** DATA RECORDS follows **

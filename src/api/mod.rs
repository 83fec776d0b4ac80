use actix_web::{http::Method, web, HttpResponse, Responder};
use chrono::Utc;
use serde_json::{json, Map, Value};
use std::sync::Arc;

use crate::metrics;
use crate::models::{AppendRequest, Candle, Flower, GuestbookEntry, Kind, Lantern, RecordId};
use crate::seeds;
use crate::store::{Store, StoreError};
use crate::tribute::{TributeComposer, TributeRequest};

pub struct AppState {
    pub store: Arc<Store>,
    pub composer: Arc<TributeComposer>,
}

// ==================== Health Check ====================

pub async fn health() -> impl Responder {
    HttpResponse::Ok().json(json!({
        "status": "ok",
        "timestamp": Utc::now().to_rfc3339()
    }))
}

// ==================== Collection Endpoints ====================

/// Read a collection, falling back to seed data when the key has never
/// been written or the read fails. Reads never surface an error to the
/// caller; a failed read is logged and answered with the seed.
fn load_or_seed(store: &Store, kind: Kind) -> Vec<Value> {
    match store.get(kind.store_key()) {
        Ok(Some(records)) => records,
        Ok(None) => seeds::for_kind(kind),
        Err(e) => {
            log::warn!(
                "Failed to read collection '{}', serving seed data: {}",
                kind.store_key(),
                e
            );
            seeds::for_kind(kind)
        }
    }
}

pub async fn list_collection(
    state: web::Data<AppState>,
    path: web::Path<String>,
) -> impl Responder {
    let kind = match Kind::from_slug(&path) {
        Some(kind) => kind,
        None => return unknown_collection(),
    };

    let records = load_or_seed(&state.store, kind);
    HttpResponse::Ok().json(collection_body(kind, records))
}

pub async fn append_record(
    state: web::Data<AppState>,
    path: web::Path<String>,
    body: web::Json<AppendRequest>,
) -> impl Responder {
    let kind = match Kind::from_slug(&path) {
        Some(kind) => kind,
        None => return unknown_collection(),
    };

    let name = body.name.as_deref().map(str::trim).unwrap_or("");
    let location = body.location.as_deref().map(str::trim).unwrap_or("");
    let message = body.message.as_deref().map(str::trim).unwrap_or("");

    if name.is_empty() {
        return validation_error("Name is required");
    }
    if kind.requires_message() && message.is_empty() {
        return validation_error("Message is required");
    }

    let mut records = load_or_seed(&state.store, kind);
    let entry = match build_record(kind, name, location, message, &records) {
        Ok(entry) => entry,
        Err(e) => return store_failure(StoreError::Json(e)),
    };
    insert_record(kind, entry.clone(), &mut records);

    match state.store.put(kind.store_key(), &records) {
        Ok(()) => HttpResponse::Ok().json(mutation_body(kind, Some(entry), records)),
        Err(e) => store_failure(e),
    }
}

pub async fn replace_collection(
    state: web::Data<AppState>,
    path: web::Path<String>,
    body: web::Json<Value>,
) -> impl Responder {
    let kind = match Kind::from_slug(&path) {
        Some(kind) => kind,
        None => return unknown_collection(),
    };

    // The front-end sends {"<kind>": [...]}; a bare array is accepted too.
    let records = if let Some(records) = body.as_array() {
        records.clone()
    } else if let Some(records) = body.get(kind.response_key()).and_then(Value::as_array) {
        records.clone()
    } else {
        return validation_error(&format!(
            "Expected '{}' to be an array",
            kind.response_key()
        ));
    };

    match state.store.put(kind.store_key(), &records) {
        Ok(()) => HttpResponse::Ok().json(mutation_body(kind, None, records)),
        Err(e) => store_failure(e),
    }
}

/// Construct the record for an append. Guestbook entries get an epoch-
/// milliseconds string id; the other kinds continue their seed data's
/// small-integer sequence.
fn build_record(
    kind: Kind,
    name: &str,
    location: &str,
    message: &str,
    existing: &[Value],
) -> Result<Value, serde_json::Error> {
    let now = Utc::now();
    match kind {
        Kind::Candles => serde_json::to_value(Candle {
            id: RecordId::Number(next_numeric_id(existing)),
            name: name.to_string(),
            lit_at: now.to_rfc3339(),
        }),
        Kind::Flowers => serde_json::to_value(Flower {
            id: RecordId::Number(next_numeric_id(existing)),
            name: name.to_string(),
            planted_at: now.to_rfc3339(),
        }),
        Kind::Lanterns => serde_json::to_value(Lantern {
            id: RecordId::Number(next_numeric_id(existing)),
            name: name.to_string(),
            released_at: now.to_rfc3339(),
        }),
        Kind::Guestbook => serde_json::to_value(GuestbookEntry {
            id: RecordId::Text(now.timestamp_millis().to_string()),
            name: name.to_string(),
            location: if location.is_empty() {
                "Not specified".to_string()
            } else {
                location.to_string()
            },
            message: message.to_string(),
            date: now.format("%B %-d, %Y").to_string(),
            created_at: now.to_rfc3339(),
        }),
    }
}

fn next_numeric_id(records: &[Value]) -> i64 {
    records
        .iter()
        .filter_map(|r| r.get("id").and_then(Value::as_i64))
        .max()
        .unwrap_or(0)
        + 1
}

/// Guestbook entries are newest-first with the pinned "welcome" record
/// kept at the very top; the other collections keep insertion order.
fn insert_record(kind: Kind, record: Value, records: &mut Vec<Value>) {
    match kind {
        Kind::Guestbook => {
            let pinned = records
                .iter()
                .position(|r| r.get("id").and_then(Value::as_str) == Some("welcome"));
            match pinned {
                Some(0) => records.insert(1, record),
                Some(pos) => {
                    let welcome = records.remove(pos);
                    records.insert(0, record);
                    records.insert(0, welcome);
                }
                None => records.insert(0, record),
            }
        }
        _ => records.push(record),
    }
}

// ==================== Tribute Composition ====================

pub async fn compose_tribute(
    state: web::Data<AppState>,
    body: web::Json<TributeRequest>,
) -> impl Responder {
    let relationship = body.relationship.as_deref().map(str::trim).unwrap_or("");
    let has_memory = body.memories.iter().any(|m| !m.trim().is_empty());

    if relationship.is_empty() || !has_memory {
        return HttpResponse::BadRequest().json(json!({
            "error": "A relationship and at least one memory are required"
        }));
    }

    match state.composer.compose(&body).await {
        Ok(tribute) => HttpResponse::Ok().json(json!({ "tribute": tribute })),
        Err(e) => {
            log::error!("Tribute composition failed: {}", e);
            HttpResponse::InternalServerError().json(json!({
                "error": "AI service unavailable"
            }))
        }
    }
}

// ==================== Transport ====================

pub async fn preflight() -> HttpResponse {
    HttpResponse::NoContent().finish()
}

pub async fn method_not_allowed() -> HttpResponse {
    HttpResponse::MethodNotAllowed().json(json!({
        "error": "Method not allowed"
    }))
}

fn unknown_collection() -> HttpResponse {
    HttpResponse::NotFound().json(json!({
        "success": false,
        "error": "Unknown collection"
    }))
}

// ==================== Response Shaping ====================

fn collection_body(kind: Kind, records: Vec<Value>) -> Value {
    let mut body = Map::new();
    body.insert(kind.response_key().to_string(), Value::Array(records));
    Value::Object(body)
}

fn mutation_body(kind: Kind, entry: Option<Value>, records: Vec<Value>) -> Value {
    let mut body = Map::new();
    body.insert("success".to_string(), Value::Bool(true));
    if let Some(entry) = entry {
        body.insert("entry".to_string(), entry);
    }
    body.insert(kind.response_key().to_string(), Value::Array(records));
    Value::Object(body)
}

fn validation_error(message: &str) -> HttpResponse {
    HttpResponse::BadRequest().json(json!({
        "success": false,
        "error": message
    }))
}

fn store_failure(e: StoreError) -> HttpResponse {
    HttpResponse::InternalServerError().json(json!({
        "success": false,
        "error": e.to_string()
    }))
}

// ==================== Route Configuration ====================

pub fn configure_routes(cfg: &mut web::ServiceConfig) {
    cfg
        // Health check
        .route("/health", web::get().to(health))
        // Metrics (read-only)
        .route("/api/metrics", web::get().to(metrics::get_metrics_handler))
        // Tribute composition gateway
        .service(
            web::resource("/api/tribute")
                .route(web::post().to(compose_tribute))
                .route(web::method(Method::OPTIONS).to(preflight))
                .default_service(web::route().to(method_not_allowed)),
        )
        // Tribute collections (candles, flowers, lanterns, guestbook)
        .service(
            web::resource("/api/{collection}")
                .route(web::get().to(list_collection))
                .route(web::post().to(append_record))
                .route(web::put().to(replace_collection))
                .route(web::method(Method::OPTIONS).to(preflight))
                .default_service(web::route().to(method_not_allowed)),
        );
}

** End of DATA RECORDS **

▶ **WHAT YOU ARE ASKED TO DO**: Determine the number of lines above holding the string "other". Reply with it and nothing more.

▶ **RESULT FOR THIS EXERCISE**: 2